* **TASK TO CARRY OUT**
Nothing may be dropped or added when the entries below are copied.

[Collection entries]
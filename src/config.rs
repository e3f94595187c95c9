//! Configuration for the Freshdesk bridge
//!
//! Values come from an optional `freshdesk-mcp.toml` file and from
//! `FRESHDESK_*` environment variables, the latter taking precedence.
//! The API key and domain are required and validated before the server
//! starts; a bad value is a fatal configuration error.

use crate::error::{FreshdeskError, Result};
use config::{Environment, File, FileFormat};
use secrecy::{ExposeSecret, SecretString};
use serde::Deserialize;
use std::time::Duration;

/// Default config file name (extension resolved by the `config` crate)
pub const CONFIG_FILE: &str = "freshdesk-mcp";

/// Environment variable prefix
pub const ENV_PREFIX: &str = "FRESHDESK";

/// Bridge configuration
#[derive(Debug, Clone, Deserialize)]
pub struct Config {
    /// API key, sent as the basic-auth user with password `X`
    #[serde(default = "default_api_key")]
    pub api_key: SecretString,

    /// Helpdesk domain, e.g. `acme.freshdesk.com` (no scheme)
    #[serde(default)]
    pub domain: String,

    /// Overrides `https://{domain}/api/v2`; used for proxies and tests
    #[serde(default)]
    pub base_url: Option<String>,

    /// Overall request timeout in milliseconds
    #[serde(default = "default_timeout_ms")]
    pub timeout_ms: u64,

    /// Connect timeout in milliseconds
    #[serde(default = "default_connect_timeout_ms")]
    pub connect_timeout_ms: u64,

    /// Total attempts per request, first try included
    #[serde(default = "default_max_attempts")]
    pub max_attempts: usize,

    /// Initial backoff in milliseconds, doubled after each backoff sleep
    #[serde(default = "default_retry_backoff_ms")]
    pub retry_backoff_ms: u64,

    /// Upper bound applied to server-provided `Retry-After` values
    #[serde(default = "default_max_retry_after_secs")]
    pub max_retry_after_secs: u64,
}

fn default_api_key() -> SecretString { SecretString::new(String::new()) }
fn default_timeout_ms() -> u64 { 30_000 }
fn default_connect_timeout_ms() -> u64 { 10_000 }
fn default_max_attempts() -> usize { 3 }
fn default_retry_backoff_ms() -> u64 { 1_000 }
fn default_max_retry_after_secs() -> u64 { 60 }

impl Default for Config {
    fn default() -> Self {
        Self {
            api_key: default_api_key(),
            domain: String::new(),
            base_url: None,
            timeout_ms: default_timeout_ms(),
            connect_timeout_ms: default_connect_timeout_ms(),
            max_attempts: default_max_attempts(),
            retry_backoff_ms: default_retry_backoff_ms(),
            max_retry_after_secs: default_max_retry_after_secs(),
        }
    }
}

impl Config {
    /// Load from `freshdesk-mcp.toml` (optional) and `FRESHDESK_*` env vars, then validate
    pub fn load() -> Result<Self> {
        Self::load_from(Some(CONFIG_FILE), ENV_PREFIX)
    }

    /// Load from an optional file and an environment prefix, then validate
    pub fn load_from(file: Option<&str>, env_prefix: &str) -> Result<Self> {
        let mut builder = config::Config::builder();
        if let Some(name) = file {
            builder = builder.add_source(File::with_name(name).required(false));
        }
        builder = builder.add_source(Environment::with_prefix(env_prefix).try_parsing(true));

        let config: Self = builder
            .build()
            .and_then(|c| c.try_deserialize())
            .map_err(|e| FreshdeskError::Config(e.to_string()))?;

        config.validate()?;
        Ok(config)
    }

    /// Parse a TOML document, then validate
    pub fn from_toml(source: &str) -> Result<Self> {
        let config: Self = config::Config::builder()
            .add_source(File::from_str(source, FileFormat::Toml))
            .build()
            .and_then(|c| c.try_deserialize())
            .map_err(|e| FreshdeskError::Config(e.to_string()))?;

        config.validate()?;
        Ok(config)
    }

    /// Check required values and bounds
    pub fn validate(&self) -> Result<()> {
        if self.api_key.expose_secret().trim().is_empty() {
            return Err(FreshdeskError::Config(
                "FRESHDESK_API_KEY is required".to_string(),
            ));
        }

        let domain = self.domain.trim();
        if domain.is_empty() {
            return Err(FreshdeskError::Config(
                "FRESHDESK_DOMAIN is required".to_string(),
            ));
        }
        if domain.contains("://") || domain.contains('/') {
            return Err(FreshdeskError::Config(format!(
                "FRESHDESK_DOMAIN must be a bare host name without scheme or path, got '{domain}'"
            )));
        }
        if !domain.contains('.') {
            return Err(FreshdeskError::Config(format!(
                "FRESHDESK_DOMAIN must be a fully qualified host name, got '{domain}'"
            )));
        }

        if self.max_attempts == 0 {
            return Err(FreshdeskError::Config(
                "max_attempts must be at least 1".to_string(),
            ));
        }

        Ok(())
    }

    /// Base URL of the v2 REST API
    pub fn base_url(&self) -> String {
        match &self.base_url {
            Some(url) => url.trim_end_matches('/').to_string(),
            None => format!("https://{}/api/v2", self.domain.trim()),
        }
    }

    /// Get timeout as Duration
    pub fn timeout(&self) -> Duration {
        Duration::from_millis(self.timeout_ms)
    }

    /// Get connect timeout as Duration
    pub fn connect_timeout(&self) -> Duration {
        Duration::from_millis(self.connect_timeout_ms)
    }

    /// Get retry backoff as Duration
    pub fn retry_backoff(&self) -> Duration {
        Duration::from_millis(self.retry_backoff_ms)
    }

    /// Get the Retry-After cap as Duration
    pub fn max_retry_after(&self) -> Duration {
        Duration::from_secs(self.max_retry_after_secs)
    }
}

* **ANSWER AREA**
filename src/config.rs
repository e3f94595187c95c9
//! Configuration for the Freshdesk bridge
//!
//! Values come from an optional `freshdesk-mcp.toml` file and from
//! `FRESHDESK_*` environment variables, the latter taking precedence.
//! The API key and domain are required and validated before the server
//! starts; a bad value is a fatal configuration error.

use crate::error::{FreshdeskError, Result};
use config::{Environment, File, FileFormat};
use secrecy::{ExposeSecret, SecretString};
use serde::Deserialize;
use std::time::Duration;

/// Default config file name (extension resolved by the `config` crate)
pub const CONFIG_FILE: &str = "freshdesk-mcp";

/// Environment variable prefix
pub const ENV_PREFIX: &str = "FRESHDESK";

/// Bridge configuration
#[derive(Debug, Clone, Deserialize)]
pub struct Config {
    /// API key, sent as the basic-auth user with password `X`
    #[serde(default = "default_api_key")]
    pub api_key: SecretString,

    /// Helpdesk domain, e.g. `acme.freshdesk.com` (no scheme)
    #[serde(default)]
    pub domain: String,

    /// Overrides `https://{domain}/api/v2`; used for proxies and tests
    #[serde(default)]
    pub base_url: Option<String>,

    /// Overall request timeout in milliseconds
    #[serde(default = "default_timeout_ms")]
    pub timeout_ms: u64,

    /// Connect timeout in milliseconds
    #[serde(default = "default_connect_timeout_ms")]
    pub connect_timeout_ms: u64,

    /// Total attempts per request, first try included
    #[serde(default = "default_max_attempts")]
    pub max_attempts: usize,

    /// Initial backoff in milliseconds, doubled after each backoff sleep
    #[serde(default = "default_retry_backoff_ms")]
    pub retry_backoff_ms: u64,

    /// Upper bound applied to server-provided `Retry-After` values
    #[serde(default = "default_max_retry_after_secs")]
    pub max_retry_after_secs: u64,
}

fn default_api_key() -> SecretString { SecretString::new(String::new()) }
fn default_timeout_ms() -> u64 { 30_000 }
fn default_connect_timeout_ms() -> u64 { 10_000 }
fn default_max_attempts() -> usize { 3 }
fn default_retry_backoff_ms() -> u64 { 1_000 }
fn default_max_retry_after_secs() -> u64 { 60 }

impl Default for Config {
    fn default() -> Self {
        Self {
            api_key: default_api_key(),
            domain: String::new(),
            base_url: None,
            timeout_ms: default_timeout_ms(),
            connect_timeout_ms: default_connect_timeout_ms(),
            max_attempts: default_max_attempts(),
            retry_backoff_ms: default_retry_backoff_ms(),
            max_retry_after_secs: default_max_retry_after_secs(),
        }
    }
}

impl Config {
    /// Load from `freshdesk-mcp.toml` (optional) and `FRESHDESK_*` env vars, then validate
    pub fn load() -> Result<Self> {
        Self::load_from(Some(CONFIG_FILE), ENV_PREFIX)
    }

    /// Load from an optional file and an environment prefix, then validate
    pub fn load_from(file: Option<&str>, env_prefix: &str) -> Result<Self> {
        let mut builder = config::Config::builder();
        if let Some(name) = file {
            builder = builder.add_source(File::with_name(name).required(false));
        }
        builder = builder.add_source(Environment::with_prefix(env_prefix).try_parsing(true));

        let config: Self = builder
            .build()
            .and_then(|c| c.try_deserialize())
            .map_err(|e| FreshdeskError::Config(e.to_string()))?;

        config.validate()?;
        Ok(config)
    }

    /// Parse a TOML document, then validate
    pub fn from_toml(source: &str) -> Result<Self> {
        let config: Self = config::Config::builder()
            .add_source(File::from_str(source, FileFormat::Toml))
            .build()
            .and_then(|c| c.try_deserialize())
            .map_err(|e| FreshdeskError::Config(e.to_string()))?;

        config.validate()?;
        Ok(config)
    }

    /// Check required values and bounds
    pub fn validate(&self) -> Result<()> {
        if self.api_key.expose_secret().trim().is_empty() {
            return Err(FreshdeskError::Config(
                "FRESHDESK_API_KEY is required".to_string(),
            ));
        }

        let domain = self.domain.trim();
        if domain.is_empty() {
            return Err(FreshdeskError::Config(
                "FRESHDESK_DOMAIN is required".to_string(),
            ));
        }
        if domain.contains("://") || domain.contains('/') {
            return Err(FreshdeskError::Config(format!(
                "FRESHDESK_DOMAIN must be a bare host name without scheme or path, got '{domain}'"
            )));
        }
        if !domain.contains('.') {
            return Err(FreshdeskError::Config(format!(
                "FRESHDESK_DOMAIN must be a fully qualified host name, got '{domain}'"
            )));
        }

        if self.max_attempts == 0 {
            return Err(FreshdeskError::Config(
                "max_attempts must be at least 1".to_string(),
            ));
        }

        Ok(())
    }

    /// Base URL of the v2 REST API
    pub fn base_url(&self) -> String {
        match &self.base_url {
            Some(url) => url.trim_end_matches('/').to_string(),
            None => format!("https://{}/api/v2", self.domain.trim()),
        }
    }

    /// Get timeout as Duration
    pub fn timeout(&self) -> Duration {
        Duration::from_millis(self.timeout_ms)
    }

    /// Get connect timeout as Duration
    pub fn connect_timeout(&self) -> Duration {
        Duration::from_millis(self.connect_timeout_ms)
    }

    /// Get retry backoff as Duration
    pub fn retry_backoff(&self) -> Duration {
        Duration::from_millis(self.retry_backoff_ms)
    }

    /// Get the Retry-After cap as Duration
    pub fn max_retry_after(&self) -> Duration {
        Duration::from_secs(self.max_retry_after_secs)
    }
}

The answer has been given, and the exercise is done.